Exercise details: Search the entries below for the word "Answer" and copy each line that has it.
━━ Input records ━━
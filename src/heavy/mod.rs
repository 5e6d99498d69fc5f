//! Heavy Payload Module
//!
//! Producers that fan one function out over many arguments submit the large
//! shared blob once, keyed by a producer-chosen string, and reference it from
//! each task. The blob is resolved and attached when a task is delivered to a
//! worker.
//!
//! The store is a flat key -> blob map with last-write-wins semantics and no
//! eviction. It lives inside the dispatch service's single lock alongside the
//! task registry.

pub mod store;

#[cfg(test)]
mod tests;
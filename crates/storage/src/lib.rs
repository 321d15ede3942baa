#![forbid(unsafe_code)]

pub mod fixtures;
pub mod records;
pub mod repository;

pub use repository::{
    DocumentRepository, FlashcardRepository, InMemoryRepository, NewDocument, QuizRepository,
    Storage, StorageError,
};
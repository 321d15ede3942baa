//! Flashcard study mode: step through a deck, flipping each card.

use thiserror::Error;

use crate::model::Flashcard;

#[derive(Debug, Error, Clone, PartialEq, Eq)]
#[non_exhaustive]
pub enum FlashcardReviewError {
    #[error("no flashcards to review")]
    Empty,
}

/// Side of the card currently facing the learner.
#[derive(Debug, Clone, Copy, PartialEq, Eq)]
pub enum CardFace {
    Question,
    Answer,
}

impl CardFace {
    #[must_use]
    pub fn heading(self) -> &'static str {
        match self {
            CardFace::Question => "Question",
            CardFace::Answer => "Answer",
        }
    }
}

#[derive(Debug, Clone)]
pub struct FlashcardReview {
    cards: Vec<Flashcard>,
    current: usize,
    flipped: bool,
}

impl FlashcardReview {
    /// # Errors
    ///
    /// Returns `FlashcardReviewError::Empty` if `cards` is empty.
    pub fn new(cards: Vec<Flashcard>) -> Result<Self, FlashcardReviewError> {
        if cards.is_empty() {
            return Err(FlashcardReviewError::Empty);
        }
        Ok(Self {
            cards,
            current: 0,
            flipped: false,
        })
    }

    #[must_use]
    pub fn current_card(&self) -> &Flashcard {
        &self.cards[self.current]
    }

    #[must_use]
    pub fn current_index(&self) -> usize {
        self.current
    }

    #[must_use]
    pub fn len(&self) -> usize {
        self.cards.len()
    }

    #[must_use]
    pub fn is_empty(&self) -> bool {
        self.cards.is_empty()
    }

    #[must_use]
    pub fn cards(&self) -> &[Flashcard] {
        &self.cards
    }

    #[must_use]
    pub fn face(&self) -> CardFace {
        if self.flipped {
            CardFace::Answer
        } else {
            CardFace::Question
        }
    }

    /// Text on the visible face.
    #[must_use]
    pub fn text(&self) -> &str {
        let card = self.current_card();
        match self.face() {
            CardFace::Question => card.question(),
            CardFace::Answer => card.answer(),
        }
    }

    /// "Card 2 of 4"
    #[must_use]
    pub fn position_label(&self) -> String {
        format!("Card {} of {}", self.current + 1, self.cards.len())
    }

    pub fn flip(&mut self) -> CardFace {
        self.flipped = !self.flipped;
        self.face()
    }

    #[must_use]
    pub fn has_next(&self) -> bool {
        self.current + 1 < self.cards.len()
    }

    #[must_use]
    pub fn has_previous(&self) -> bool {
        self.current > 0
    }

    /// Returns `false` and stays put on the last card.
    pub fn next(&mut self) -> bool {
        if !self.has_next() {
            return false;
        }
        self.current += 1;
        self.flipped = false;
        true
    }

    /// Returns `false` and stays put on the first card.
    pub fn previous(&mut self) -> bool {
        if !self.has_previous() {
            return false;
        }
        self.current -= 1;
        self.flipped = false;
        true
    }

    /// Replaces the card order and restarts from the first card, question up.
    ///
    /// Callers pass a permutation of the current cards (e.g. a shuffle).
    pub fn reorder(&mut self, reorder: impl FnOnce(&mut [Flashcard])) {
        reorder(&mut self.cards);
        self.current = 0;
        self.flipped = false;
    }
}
━━━
Response box:
    Answer,
            CardFace::Answer => "Answer",
            CardFace::Answer
            CardFace::Answer => card.answer(),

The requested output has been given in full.